For the full text go here
The video here
Aboriginal News Group Press Statement
06.09.2010
“If certain acts and violations of treaties are crimes, they are crimes whether the United States does them or whether Germany does them. We are not prepared to lay down a rule of criminal conduct against others which we would not be willing to have invoked against us.”
-- Justice Robert H. Jackson, Prosecutor, Nürnberg War Crimes Trials
At this time, the editors of the Aboriginal News Group wish to extend our condolences and solidarity to the families, friends and colleagues of Reuters journalists Namir Noor-Eldeen, Saeed Chmagh, and to the other innocent Iraqi non-combatants shot to death as the result of an unprovoked aerial assault on the civilian neighbourhood of New Baghdad on July 12th, 2007 by American military forces. It is in the spirit and desire for justice, peace and an end to the war and occupation that we present the following commentary.
As of this writing, more than 2.5 million people have viewed a copy of a classified military video that was clandestinely obtained, analysed and eventually made public on April 5th of this year, at great personal risk, by wikileaks.org,1 a citizen-journalism portal that specialises in making whistle-blower data available to the general public. Presented as a piece of evidence, this video has proved beyond any reasonable doubt that the 2007 incident was not only unnecessary but completely inconsistent with the initially-reported “dangerous conditions” on the ground that supposedly led to the attack in the first place.

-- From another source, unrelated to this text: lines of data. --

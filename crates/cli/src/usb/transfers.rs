//! USB transfer execution
//!
//! Synchronous rusb calls for the AOA control requests and a libusb-driven
//! isochronous IN transfer, with errors mapped to protocol error codes.

use libusb1_sys as ffi;
use libusb1_sys::constants::{
    LIBUSB_ERROR_ACCESS, LIBUSB_ERROR_BUSY, LIBUSB_ERROR_INTERRUPTED, LIBUSB_ERROR_INVALID_PARAM,
    LIBUSB_ERROR_NO_DEVICE, LIBUSB_ERROR_NOT_SUPPORTED, LIBUSB_TRANSFER_COMPLETED,
    LIBUSB_TRANSFER_NO_DEVICE, LIBUSB_TRANSFER_OVERFLOW, LIBUSB_TRANSFER_STALL,
    LIBUSB_TRANSFER_TIMED_OUT, LIBUSB_TRANSFER_TYPE_ISOCHRONOUS,
};
use protocol::{ControlSetup, Direction, IsoPacket, UsbError};
use rusb::{Context, DeviceHandle, UsbContext};
use std::ffi::{c_int, c_uint, c_void};
use std::ptr;
use std::time::Duration;
use tracing::{debug, warn};

/// Host-to-device control transfer
pub fn control_out(
    handle: &DeviceHandle<Context>,
    setup: ControlSetup,
    data: &[u8],
    timeout: Duration,
) -> Result<(), UsbError> {
    debug_assert_eq!(setup.direction, Direction::Out);
    debug!(
        "Control OUT: request_type={:#x}, request={}, value={:#x}, index={:#x}, data_len={}",
        setup.request_type(),
        setup.request.code(),
        setup.value,
        setup.index,
        data.len()
    );

    match handle.write_control(
        setup.request_type(),
        setup.request.code(),
        setup.value,
        setup.index,
        data,
        timeout,
    ) {
        Ok(_len) => Ok(()),
        Err(e) => {
            warn!("Control transfer {} failed: {}", setup.request, e);
            Err(map_rusb_error(e))
        }
    }
}

/// Device-to-host control transfer reading up to `length` bytes
pub fn control_in(
    handle: &DeviceHandle<Context>,
    setup: ControlSetup,
    length: u16,
    timeout: Duration,
) -> Result<Vec<u8>, UsbError> {
    debug_assert_eq!(setup.direction, Direction::In);
    let mut buffer = vec![0u8; length as usize];

    match handle.read_control(
        setup.request_type(),
        setup.request.code(),
        setup.value,
        setup.index,
        &mut buffer,
        timeout,
    ) {
        Ok(len) => {
            buffer.truncate(len);
            debug!("Control IN {} returned {} bytes", setup.request, len);
            Ok(buffer)
        }
        Err(e) => {
            warn!("Control transfer {} failed: {}", setup.request, e);
            Err(map_rusb_error(e))
        }
    }
}

/// Isochronous IN transfer
///
/// rusb only wraps libusb's synchronous API, so this submits an asynchronous
/// libusb transfer and drives the event loop on the calling thread until its
/// callback fires. `endpoint` is the endpoint number; the IN direction bit is
/// added here.
pub fn isochronous_in(
    handle: &DeviceHandle<Context>,
    endpoint: u8,
    packet_sizes: &[u32],
    timeout: Duration,
) -> Result<Vec<IsoPacket>, UsbError> {
    if packet_sizes.is_empty() {
        return Ok(Vec::new());
    }
    let address = endpoint_in_address(endpoint);
    let total: usize = packet_sizes.iter().map(|size| *size as usize).sum();
    let num_packets = c_int::try_from(packet_sizes.len()).map_err(|_| UsbError::InvalidParam)?;
    let length = c_int::try_from(total).map_err(|_| UsbError::InvalidParam)?;
    let timeout_ms = c_uint::try_from(timeout.as_millis()).unwrap_or(c_uint::MAX);

    debug!(
        "Isochronous IN: endpoint={:#x}, packets={}, bytes={}",
        address, num_packets, total
    );

    let mut buffer = vec![0u8; total];
    let mut completed: c_int = 0;
    let completed_ptr: *mut c_int = &mut completed;

    // SAFETY: the transfer is allocated with `num_packets` descriptors and
    // freed before returning. `buffer` and `completed` outlive it: the event
    // loop below runs until the callback has fired, cancelling on error.
    unsafe {
        let transfer = ffi::libusb_alloc_transfer(num_packets);
        if transfer.is_null() {
            return Err(UsbError::Other {
                message: "failed to allocate isochronous transfer".to_string(),
            });
        }

        (*transfer).dev_handle = handle.as_raw();
        (*transfer).endpoint = address;
        (*transfer).transfer_type = LIBUSB_TRANSFER_TYPE_ISOCHRONOUS;
        (*transfer).timeout = timeout_ms;
        (*transfer).buffer = buffer.as_mut_ptr();
        (*transfer).length = length;
        (*transfer).num_iso_packets = num_packets;
        (*transfer).callback = transfer_complete;
        (*transfer).user_data = completed_ptr.cast::<c_void>();

        let descriptors = ptr::addr_of_mut!((*transfer).iso_packet_desc)
            .cast::<ffi::libusb_iso_packet_descriptor>();
        for (i, size) in packet_sizes.iter().enumerate() {
            (*descriptors.add(i)).length = *size;
        }

        let rc = ffi::libusb_submit_transfer(transfer);
        if rc < 0 {
            ffi::libusb_free_transfer(transfer);
            warn!("Isochronous submit on {:#x} failed: {}", address, rc);
            return Err(map_libusb_error(rc));
        }

        let context = handle.context().as_raw();
        while *completed_ptr == 0 {
            let rc = ffi::libusb_handle_events_completed(context, completed_ptr);
            if rc < 0 && rc != LIBUSB_ERROR_INTERRUPTED {
                warn!("Event handling failed during isochronous IN: {}", rc);
                ffi::libusb_cancel_transfer(transfer);
            }
        }

        let status = (*transfer).status;
        let outcomes: Vec<(c_int, c_uint)> = (0..packet_sizes.len())
            .map(|i| {
                let descriptor = &*descriptors.add(i);
                (descriptor.status, descriptor.actual_length)
            })
            .collect();
        ffi::libusb_free_transfer(transfer);

        if status != LIBUSB_TRANSFER_COMPLETED {
            warn!("Isochronous IN on {:#x} ended with status {}", address, status);
            return Err(map_transfer_status(status));
        }
        Ok(collect_packets(&buffer, packet_sizes, &outcomes))
    }
}

extern "system" fn transfer_complete(transfer: *mut ffi::libusb_transfer) {
    // SAFETY: user_data is the `completed` flag of the isochronous_in call
    // that is blocked in the event loop for this transfer.
    unsafe {
        *(*transfer).user_data.cast::<c_int>() = 1;
    }
}

/// IN endpoint address for an endpoint number
fn endpoint_in_address(endpoint: u8) -> u8 {
    0x80 | (endpoint & 0x0f)
}

/// Split a transfer buffer into packets
///
/// Packet `i` starts at the sum of the requested sizes before it. Packets
/// whose own status is not COMPLETED are dropped.
fn collect_packets(
    buffer: &[u8],
    packet_sizes: &[u32],
    outcomes: &[(c_int, c_uint)],
) -> Vec<IsoPacket> {
    let mut packets = Vec::with_capacity(outcomes.len());
    let mut offset = 0usize;
    for (size, (status, actual)) in packet_sizes.iter().zip(outcomes) {
        let size = *size as usize;
        if *status == LIBUSB_TRANSFER_COMPLETED {
            let len = (*actual as usize).min(size);
            if let Some(data) = buffer.get(offset..offset + len) {
                packets.push(IsoPacket::new(data.to_vec()));
            }
        } else {
            debug!("Dropping isochronous packet with status {}", status);
        }
        offset += size;
    }
    packets
}

/// Map a failed libusb transfer status to protocol::UsbError
fn map_transfer_status(status: c_int) -> UsbError {
    match status {
        LIBUSB_TRANSFER_TIMED_OUT => UsbError::Timeout,
        LIBUSB_TRANSFER_STALL => UsbError::Pipe,
        LIBUSB_TRANSFER_NO_DEVICE => UsbError::NoDevice,
        LIBUSB_TRANSFER_OVERFLOW => UsbError::Overflow,
        _ => UsbError::Io,
    }
}

/// Map a libusb return code to protocol::UsbError
fn map_libusb_error(rc: c_int) -> UsbError {
    match rc {
        LIBUSB_ERROR_NO_DEVICE => UsbError::NoDevice,
        LIBUSB_ERROR_BUSY => UsbError::Busy,
        LIBUSB_ERROR_NOT_SUPPORTED => UsbError::NotSupported,
        LIBUSB_ERROR_INVALID_PARAM => UsbError::InvalidParam,
        LIBUSB_ERROR_ACCESS => UsbError::Access,
        _ => UsbError::Io,
    }
}

/// Map rusb::Error to protocol::UsbError
pub fn map_rusb_error(err: rusb::Error) -> UsbError {
    match err {
        rusb::Error::Timeout => UsbError::Timeout,
        rusb::Error::Pipe => UsbError::Pipe,
        rusb::Error::NoDevice => UsbError::NoDevice,
        rusb::Error::NotFound => UsbError::NotFound,
        rusb::Error::Busy => UsbError::Busy,
        rusb::Error::Overflow => UsbError::Overflow,
        rusb::Error::Io => UsbError::Io,
        rusb::Error::InvalidParam => UsbError::InvalidParam,
        rusb::Error::Access => UsbError::Access,
        rusb::Error::NotSupported => UsbError::NotSupported,
        _ => UsbError::Other {
            message: err.to_string(),
        },
    }
}
//! [`UsbDevice`] backed by the USB worker thread
//!
//! Every call is forwarded over the [`UsbBridge`] and awaited. The descriptor
//! snapshot taken at open time is kept here and updated as configuration,
//! claim and alternate changes succeed, so the synchronous snapshot accessors
//! never round-trip to the worker.

use accessory::{UsbDevice, UsbResult};
use async_trait::async_trait;
use common::{DeviceHandleId, OpenedDevice, UsbBridge, UsbCommand, UsbDeviceSummary};
use protocol::{ConfigurationInfo, ControlSetup, DeviceFilter, IsoPacket};
use std::sync::Mutex;
use tracing::debug;

struct Snapshot {
    configurations: Vec<ConfigurationInfo>,
    active_configuration: Option<u8>,
}

/// A device opened through the USB worker
pub struct RemoteDevice {
    bridge: UsbBridge,
    handle: DeviceHandleId,
    summary: UsbDeviceSummary,
    snapshot: Mutex<Snapshot>,
}

impl RemoteDevice {
    /// Open the first connected device matching any of `filters`
    pub async fn open(bridge: UsbBridge, filters: Vec<DeviceFilter>) -> UsbResult<Self> {
        let opened: OpenedDevice = bridge
            .request(|response| UsbCommand::OpenDevice { filters, response })
            .await?;

        Ok(Self {
            bridge,
            handle: opened.handle,
            summary: opened.summary,
            snapshot: Mutex::new(Snapshot {
                configurations: opened.configurations,
                active_configuration: opened.active_configuration,
            }),
        })
    }

    pub fn summary(&self) -> &UsbDeviceSummary {
        &self.summary
    }

    /// Release claimed interfaces and close the handle on the worker
    pub async fn close(&self) {
        let (tx, rx) = tokio::sync::oneshot::channel();
        let sent = self
            .bridge
            .send_command(UsbCommand::CloseDevice {
                handle: self.handle,
                response: tx,
            })
            .await;
        if sent.is_ok() {
            let _ = rx.await;
        }
        debug!("Closed {}", self.summary);
    }

    fn snapshot(&self) -> std::sync::MutexGuard<'_, Snapshot> {
        self.snapshot.lock().unwrap_or_else(|e| e.into_inner())
    }

    fn update_interface(&self, interface: u8, update: impl Fn(&mut protocol::InterfaceInfo)) {
        let mut snapshot = self.snapshot();
        let active = snapshot.active_configuration;
        snapshot
            .configurations
            .iter_mut()
            .filter(|c| Some(c.value) == active)
            .flat_map(|c| c.interfaces.iter_mut())
            .filter(|i| i.number == interface)
            .for_each(update);
    }
}

#[async_trait]
impl UsbDevice for RemoteDevice {
    async fn control_transfer_out(&self, setup: ControlSetup, data: &[u8]) -> UsbResult<()> {
        let handle = self.handle;
        let data = data.to_vec();
        self.bridge
            .request(|response| UsbCommand::ControlOut {
                handle,
                setup,
                data,
                response,
            })
            .await
    }

    async fn control_transfer_in(&self, setup: ControlSetup, length: u16) -> UsbResult<Vec<u8>> {
        let handle = self.handle;
        self.bridge
            .request(|response| UsbCommand::ControlIn {
                handle,
                setup,
                length,
                response,
            })
            .await
    }

    fn configurations(&self) -> Vec<ConfigurationInfo> {
        self.snapshot().configurations.clone()
    }

    fn active_configuration(&self) -> Option<u8> {
        self.snapshot().active_configuration
    }

    async fn select_configuration(&self, value: u8) -> UsbResult<()> {
        let handle = self.handle;
        self.bridge
            .request(|response| UsbCommand::SelectConfiguration {
                handle,
                value,
                response,
            })
            .await?;

        let mut snapshot = self.snapshot();
        snapshot.active_configuration = Some(value);
        for interface in snapshot
            .configurations
            .iter_mut()
            .flat_map(|c| c.interfaces.iter_mut())
        {
            interface.claimed = false;
            interface.active_alternate = 0;
        }
        Ok(())
    }

    async fn claim_interface(&self, interface: u8) -> UsbResult<()> {
        let handle = self.handle;
        self.bridge
            .request(|response| UsbCommand::ClaimInterface {
                handle,
                interface,
                response,
            })
            .await?;
        self.update_interface(interface, |i| i.claimed = true);
        Ok(())
    }

    async fn release_interface(&self, interface: u8) -> UsbResult<()> {
        let handle = self.handle;
        self.bridge
            .request(|response| UsbCommand::ReleaseInterface {
                handle,
                interface,
                response,
            })
            .await?;
        self.update_interface(interface, |i| {
            i.claimed = false;
            i.active_alternate = 0;
        });
        Ok(())
    }

    async fn select_alternate_interface(&self, interface: u8, alternate: u8) -> UsbResult<()> {
        let handle = self.handle;
        self.bridge
            .request(|response| UsbCommand::SelectAlternate {
                handle,
                interface,
                alternate,
                response,
            })
            .await?;
        self.update_interface(interface, |i| i.active_alternate = alternate);
        Ok(())
    }

    async fn isochronous_transfer_in(
        &self,
        endpoint: u8,
        packet_sizes: &[u32],
    ) -> UsbResult<Vec<IsoPacket>> {
        let handle = self.handle;
        let packet_sizes = packet_sizes.to_vec();
        self.bridge
            .request(|response| UsbCommand::IsochronousIn {
                handle,
                endpoint,
                packet_sizes,
                response,
            })
            .await
    }
}

#[cfg(test)]
mod tests {
    use super::*;
    use crate::usb::test_worker::spawn_fake_worker;
    use accessory::{AoaDevice, AudioCapture, AudioOptions};
    use common::create_usb_bridge;
    use std::sync::Arc;

    #[tokio::test]
    async fn test_snapshot_tracks_changes() {
        let (bridge, worker) = create_usb_bridge();
        let thread = spawn_fake_worker(worker, Vec::new());

        let device = RemoteDevice::open(bridge.clone(), vec![DeviceFilter::new(0x18d1, 0x2d02)])
            .await
            .unwrap();
        assert_eq!(device.summary().product_id, 0x2d02);

        device.claim_interface(1).await.unwrap();
        device.select_alternate_interface(1, 1).await.unwrap();
        let interface = &device.configurations()[0].interfaces[1];
        assert!(interface.claimed);
        assert_eq!(interface.active_alternate, 1);

        device.release_interface(1).await.unwrap();
        let interface = &device.configurations()[0].interfaces[1];
        assert!(!interface.claimed);

        bridge.send_command(UsbCommand::Shutdown).await.unwrap();
        assert_eq!(
            thread.join().unwrap(),
            vec!["open", "claim 1", "alt 1 1", "release 1"]
        );
    }

    #[tokio::test]
    async fn test_audio_negotiation_through_bridge() {
        let (bridge, worker) = create_usb_bridge();
        let thread = spawn_fake_worker(worker, Vec::new());

        let device = RemoteDevice::open(bridge.clone(), vec![DeviceFilter::new(0x18d1, 0x2d02)])
            .await
            .unwrap();
        let device = Arc::new(AoaDevice::new(device));
        let capture = AudioCapture::open(device, AudioOptions::default())
            .await
            .unwrap();
        assert_eq!(capture.selection().endpoint_number, 1);
        capture.close().await.unwrap();

        bridge.send_command(UsbCommand::Shutdown).await.unwrap();
        assert_eq!(
            thread.join().unwrap(),
            vec!["open", "claim 1", "alt 1 1", "release 1"]
        );
    }
}
//! Opened USB device
//!
//! Wraps an open rusb handle and tracks what this process changed on it
//! (claimed interfaces, selected alternates) so the descriptor snapshot
//! handed to the accessory layer reflects the live state.

use crate::usb::transfers::map_rusb_error;
use common::{DeviceHandleId, OpenedDevice, UsbDeviceSummary};
use protocol::{
    AlternateInfo, ConfigurationInfo, Direction, EndpointInfo, EndpointKind, InterfaceInfo,
    UsbError,
};
use rusb::{Context, Device, DeviceDescriptor, DeviceHandle, UsbContext};
use std::collections::HashMap;
use tracing::{debug, warn};

/// An open device with cached descriptors
pub struct HostDevice {
    id: DeviceHandleId,
    handle: DeviceHandle<Context>,
    summary: UsbDeviceSummary,
    /// Descriptor tree, without claim state
    configurations: Vec<ConfigurationInfo>,
    /// Interfaces claimed by us
    claimed_interfaces: Vec<u8>,
    /// Alternate settings selected by us, per interface
    alternates: HashMap<u8, u8>,
}

impl HostDevice {
    /// Open the device and read its descriptors
    pub fn open(device: Device<Context>, id: DeviceHandleId) -> Result<Self, rusb::Error> {
        let descriptor = device.device_descriptor()?;
        let mut handle = device.open()?;

        // Not supported on every platform; claiming will report the real problem
        if let Err(e) = handle.set_auto_detach_kernel_driver(true) {
            debug!("Kernel driver auto-detach unavailable: {}", e);
        }

        let summary = device_summary(&device, &descriptor, Some(&handle));
        let configurations = read_configurations(&device, &descriptor);

        debug!("Opened {} as handle {}", summary, id);

        Ok(Self {
            id,
            handle,
            summary,
            configurations,
            claimed_interfaces: Vec::new(),
            alternates: HashMap::new(),
        })
    }

    pub fn handle(&self) -> &DeviceHandle<Context> {
        &self.handle
    }

    pub fn summary(&self) -> &UsbDeviceSummary {
        &self.summary
    }

    /// bConfigurationValue of the active configuration, if configured
    pub fn active_configuration(&self) -> Option<u8> {
        match self.handle.active_configuration() {
            Ok(0) => None,
            Ok(value) => Some(value),
            Err(e) => {
                debug!("Could not read active configuration: {}", e);
                None
            }
        }
    }

    /// Descriptor tree annotated with the current claim and alternate state
    pub fn configurations(&self) -> Vec<ConfigurationInfo> {
        let active = self.active_configuration();
        let mut configurations = self.configurations.clone();

        for configuration in configurations
            .iter_mut()
            .filter(|c| Some(c.value) == active)
        {
            for interface in configuration.interfaces.iter_mut() {
                interface.claimed = self.claimed_interfaces.contains(&interface.number);
                interface.active_alternate =
                    self.alternates.get(&interface.number).copied().unwrap_or(0);
            }
        }

        configurations
    }

    pub fn snapshot(&self) -> OpenedDevice {
        OpenedDevice {
            handle: self.id,
            summary: self.summary.clone(),
            configurations: self.configurations(),
            active_configuration: self.active_configuration(),
        }
    }

    pub fn select_configuration(&mut self, value: u8) -> Result<(), UsbError> {
        self.handle
            .set_active_configuration(value)
            .map_err(map_rusb_error)?;
        self.alternates.clear();
        debug!("Selected configuration {} on handle {}", value, self.id);
        Ok(())
    }

    pub fn claim_interface(&mut self, interface: u8) -> Result<(), UsbError> {
        self.handle
            .claim_interface(interface)
            .map_err(map_rusb_error)?;
        if !self.claimed_interfaces.contains(&interface) {
            self.claimed_interfaces.push(interface);
        }
        debug!("Claimed interface {} on handle {}", interface, self.id);
        Ok(())
    }

    pub fn release_interface(&mut self, interface: u8) -> Result<(), UsbError> {
        self.handle
            .release_interface(interface)
            .map_err(map_rusb_error)?;
        self.claimed_interfaces.retain(|i| *i != interface);
        self.alternates.remove(&interface);
        debug!("Released interface {} on handle {}", interface, self.id);
        Ok(())
    }

    pub fn select_alternate(&mut self, interface: u8, alternate: u8) -> Result<(), UsbError> {
        self.handle
            .set_alternate_setting(interface, alternate)
            .map_err(map_rusb_error)?;
        self.alternates.insert(interface, alternate);
        debug!(
            "Selected alternate {} on interface {} of handle {}",
            alternate, interface, self.id
        );
        Ok(())
    }

    /// Release every claimed interface
    ///
    /// The handle itself is closed when this value is dropped.
    pub fn close(&mut self) {
        for interface in std::mem::take(&mut self.claimed_interfaces) {
            match self.handle.release_interface(interface) {
                Ok(()) => debug!("Released interface {} on close", interface),
                // Expected after StartAccessory: the device is already gone
                Err(rusb::Error::NoDevice) => {}
                Err(e) => warn!("Failed to release interface {}: {}", interface, e),
            }
        }
        self.alternates.clear();
        debug!("Closed handle {}", self.id);
    }
}

/// Summary of an enumerated device
///
/// String descriptors are only read when a handle is available.
pub fn device_summary<T: UsbContext>(
    device: &Device<T>,
    descriptor: &DeviceDescriptor,
    handle: Option<&DeviceHandle<T>>,
) -> UsbDeviceSummary {
    let read = |index: Option<u8>| {
        let handle = handle?;
        index.and_then(|idx| handle.read_string_descriptor_ascii(idx).ok())
    };

    UsbDeviceSummary {
        bus_number: device.bus_number(),
        device_address: device.address(),
        vendor_id: descriptor.vendor_id(),
        product_id: descriptor.product_id(),
        manufacturer: read(descriptor.manufacturer_string_index()),
        product: read(descriptor.product_string_index()),
        serial_number: read(descriptor.serial_number_string_index()),
    }
}

/// Read every configuration descriptor in declared order
fn read_configurations<T: UsbContext>(
    device: &Device<T>,
    descriptor: &DeviceDescriptor,
) -> Vec<ConfigurationInfo> {
    (0..descriptor.num_configurations())
        .filter_map(|index| match device.config_descriptor(index) {
            Ok(config) => Some(ConfigurationInfo {
                value: config.number(),
                interfaces: config
                    .interfaces()
                    .map(|interface| InterfaceInfo {
                        number: interface.number(),
                        claimed: false,
                        active_alternate: 0,
                        alternates: interface
                            .descriptors()
                            .map(|alt| AlternateInfo {
                                setting: alt.setting_number(),
                                class: alt.class_code(),
                                subclass: alt.sub_class_code(),
                                protocol: alt.protocol_code(),
                                endpoints: alt
                                    .endpoint_descriptors()
                                    .map(|ep| EndpointInfo {
                                        number: ep.number(),
                                        direction: map_direction(ep.direction()),
                                        kind: map_transfer_type(ep.transfer_type()),
                                        max_packet_size: ep.max_packet_size(),
                                    })
                                    .collect(),
                            })
                            .collect(),
                    })
                    .collect(),
            }),
            Err(e) => {
                warn!("Failed to read configuration descriptor {}: {}", index, e);
                None
            }
        })
        .collect()
}

fn map_direction(direction: rusb::Direction) -> Direction {
    match direction {
        rusb::Direction::In => Direction::In,
        rusb::Direction::Out => Direction::Out,
    }
}

fn map_transfer_type(kind: rusb::TransferType) -> EndpointKind {
    match kind {
        rusb::TransferType::Control => EndpointKind::Control,
        rusb::TransferType::Isochronous => EndpointKind::Isochronous,
        rusb::TransferType::Bulk => EndpointKind::Bulk,
        rusb::TransferType::Interrupt => EndpointKind::Interrupt,
    }
}
//! Common utilities for aoa-bridge
//!
//! This crate provides functionality shared by the host library and the
//! command line tool: logging setup, error handling, USB device summaries,
//! and the async channel bridge between the Tokio runtime and the dedicated
//! USB worker thread.

pub mod channel;
pub mod error;
pub mod logging;
pub mod usb_types;

pub use channel::{UsbBridge, UsbCommand, UsbEvent, UsbWorker, create_usb_bridge};
pub use error::{Error, Result};
pub use logging::setup_logging;
pub use usb_types::{DeviceHandleId, OpenedDevice, UsbDeviceSummary};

Although it is duly acknowledged that skirmishes had occurred earlier that morning in a related region, (the very reason for the presence of the two Reuters reporters) there was no visible fighting or disturbances on the street in which Noor-Eldeen, Chmagh and the other unfortunate victims were walking through. Not only does the video show in graphic detail the vicious needlessness of the initial shooting attack, but more importantly, it documents the purely sadistic second attack on the family, which included two young children, that stopped to rescue a severely wounded survivor of the initial ambushWithout reservation, the editors of The Aboriginal News Group roundly condemns the unprovoked attack on our fellow journalists and the other innocent Iraqi civilians wrongfully shot to death in the residential community of New Baghdad, Iraq, 06:21:09 Zulu Time, July 12th, 2007 as an act of unmitigated colonialist violence.
While we wholeheartedly support the growing public demand that the Obama administration immediately compel the United States military to objectively reinvestigate this matter without delay or prejudice, the Aboriginal News Group does not believe that the US government can be expected to investigate or judge its own illicit use of deadly military force impartially. Instead, we call for the creation of an autonomous, citizen-led review commission based on the model of the Russell International War Crimes Tribunals of 1966-67 that would serve to critically reaffirm the rule of international law and the responsibilities of combative states to protect common citizens from unwarranted military violence.
Perhaps this is an obvious point, but all of this clearly illustrates that the United States military war machine has yet again shown itself to be little more than a willing agent of brutal anti-human physical destruction under the auspices of defending the laudable ideals of “freedom and democracy”. As Indigenous people we point to the painfully obvious “colonialist attitudes” displayed by the helicopter crews clearly intent on opening fire on the pedestrians milling peacefully below them. We perceive this to be nothing less than “Indian Hunting”, the colonialist practise of indiscriminately seeking out native citizenry to violently prey upon, perhaps the ugliest by-product of all wars and conflict. The audio commentary overheard during the video is without qualification disgusting as well, but it provides us with further evidence of the obvious disregard many US military personnel have developed towards the human rights and safety of Iraq’s civilian society.
In our view it is not by chance or mistake that the helicopters used in the 2007 attack are called “Apache”, or that one of the mission crews used “Crazyhorse” as an identification monicker. As conscious Indigenous people, we understand that the imperio-colonialist’s subconscious rationale behind the utterly disrespectful use of these and other proud North American Indigenous names and symbols is concretely indicative of their lack of comprehension, compassion or sense of responsibility towards the victims of their violent belligerence.
Stop the violence by stopping the war.